My times with Omar Cantu

Homaro Cantu

News of Chef Homaro Cantu’s untimely death is rocking the restaurant industry. Since the announcement hit last night, Twitter has been full of condolences and messages of how much the visionary will be missed. Aside from winning and maintaining a Michelin star for his Moto, he’s been working for years to develop and promote new foods and technologies that he hoped would help bring an end to hunger—an effort motivated by his own experience with homelessness as a child. For sure, his death will leave a huge hole in forward-thinking culinary developments.

But on a personal level, the news shook and saddened me. Omar, as he insisted I call him, was one of the first chefs with whom I formed a relationship beyond just asking interview questions for upcoming articles. What I thought was going to be a 30-minute interview in the downstairs of Moto before the restaurant opened one afternoon turned into an hours-long chat, followed by a drive over to his still-under-construction Berrista coffeeshop and then a trip to Starbucks. In that one day, I got a picture of who he really was. And more importantly, what he stood for.

He was known for his whacky, out-there preparation styles. Diners would leave Moto and iNG baffled that they’d just eaten—and enjoyed—what looked more like a science experiment than food. But to him, cooking was about more than just the entertainment value behind molecular gastronomy.

He wanted to improve people’s lives through food. His interest in the Miracle Berry (a natural berry in tablet form that temporarily makes bitter foods taste sweet) was spurred by an effort to help a friend of a friend who had cancer and couldn’t eat anything, since chemotherapy made all food taste like metal. He spent months searching for an answer to improve this woman’s quality of life, and he felt gratified once he was able to help. In fact, he played me the voicemail from his friend who was ecstatic that her friend was enjoying food again—he’d saved it.

From there, he couldn’t contain his excitement when telling me about the possibilities of the Miracle Berry, from helping diabetics to overall improving the healthfulness of what we eat. He’d said he was doing the legwork so that a McDonald’s, for example, could use what he’d already figured out to improve food quality for the masses while still maintaining a low price. He thought of himself as a researcher who would gladly share information if it meant bettering what people eat. He had passion dripping from every word. And talking a mile a minute, I knew that he truly believed he was on a mission to improve food quality across the globe.

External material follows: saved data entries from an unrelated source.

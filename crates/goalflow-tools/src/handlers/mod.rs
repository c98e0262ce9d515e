pub mod calc;
pub mod search;
pub mod sql2dbt;

pub use calc::CalcHandler;
pub use search::SearchHandler;
pub use sql2dbt::{sanitize_model_name, Sql2DbtHandler};
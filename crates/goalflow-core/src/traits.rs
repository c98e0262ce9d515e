use std::path::PathBuf;

use futures::future::BoxFuture;

use crate::error::Result;
use crate::types::{RunContext, SearchHit, ToolOutput};

/// Text generator: a remote chat model behind a single prompt call.
pub trait Generator: Send + Sync + 'static {
    /// Produce text for a system/user prompt pair.
    ///
    /// Fails with `Network`, `Remote` or `EmptyResponse`.
    fn generate<'a>(
        &'a self,
        system_prompt: &'a str,
        user_prompt: &'a str,
        temperature: f32,
    ) -> BoxFuture<'a, Result<String>>;
}

/// Lookup backend. Returns ordered hits for a query.
pub trait LookupBackend: Send + Sync + 'static {
    /// Backend name, for logs and error messages.
    fn name(&self) -> &str;

    /// Fails with `NoResults` or `Backend`.
    fn lookup<'a>(&'a self, query: &'a str, max_results: usize)
        -> BoxFuture<'a, Result<Vec<SearchHit>>>;
}

/// Persists generated model files.
pub trait ModelWriter: Send + Sync + 'static {
    /// Write `content` under a file named from `suggested_name`, returning its path.
    fn persist<'a>(
        &'a self,
        content: &'a str,
        suggested_name: &'a str,
    ) -> BoxFuture<'a, Result<PathBuf>>;
}

/// Execution logic for one task kind.
///
/// A handler sees only the goal and the run context. It must be idempotent
/// for the same context so that retries are safe.
pub trait ToolHandler: Send + Sync + 'static {
    /// Handler name (matches `ToolKind::name`).
    fn name(&self) -> &str;

    fn handle<'a>(&'a self, goal: &'a str, context: &'a RunContext)
        -> BoxFuture<'a, Result<ToolOutput>>;

    /// Timeout in seconds for a single invocation.
    fn timeout_secs(&self) -> u64 {
        15
    }
}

That doesn’t mean he wasn’t a little showboat-y in his revelations. For example, he’d found a way to make better-for-you lemonade (Miracle Berry+lemon+water, no sugar or additives necessary). He told me that whenever his young daughters had friends over, they did the Miracle Berry test. He’d have them taste the lemon water, convincing these little girls that they didn’t need sugary drinks in their diets. And then he ran with this idea as a way to promote the capabilities of the Miracle Berry in anticipation of Berrista. As we sat on the Starbucks patio, he pointed across the street, telling me that was where he and his daughters set up a lemonade stand, stealing Starbucks customers and convincing them to try his healthy lemonade instead.

This was the way the future was heading, he said. This, and a reliance on machines. The jump from improved diets to robots was so quick it gave me a bit of whiplash, but it was yet another topic he was surprisingly passionate about and knowledgeable of. We had a pretty raw debate about the potential merger of machines and humanity, him saying that conscious decision making in the not-to-distant future would one day be all robot-controlled. He talked about The Transcendent Man, a documentary on the topic, and then began forwarding me articles to read and videos to watch that supported what he thought. Who’d have thought this chef was such a futurist beyond just food developments?

As the sun started to go down on that Starbucks patio, we concluded our conversation and went our separate ways. I headed back to the office with more than I ever thought I’d get, going into the interview just hoping to learn a little more about his plans for Berrista.

The very next time I saw him, I wasn’t just some reporter. He greeted me with a hug and asked if I’d watched some of the videos he’d forwarded along. There were plenty of admiring fans at the event waiting to greet him, yet while shaking their hands, he was still turned to me, talking about The Transcendent Man.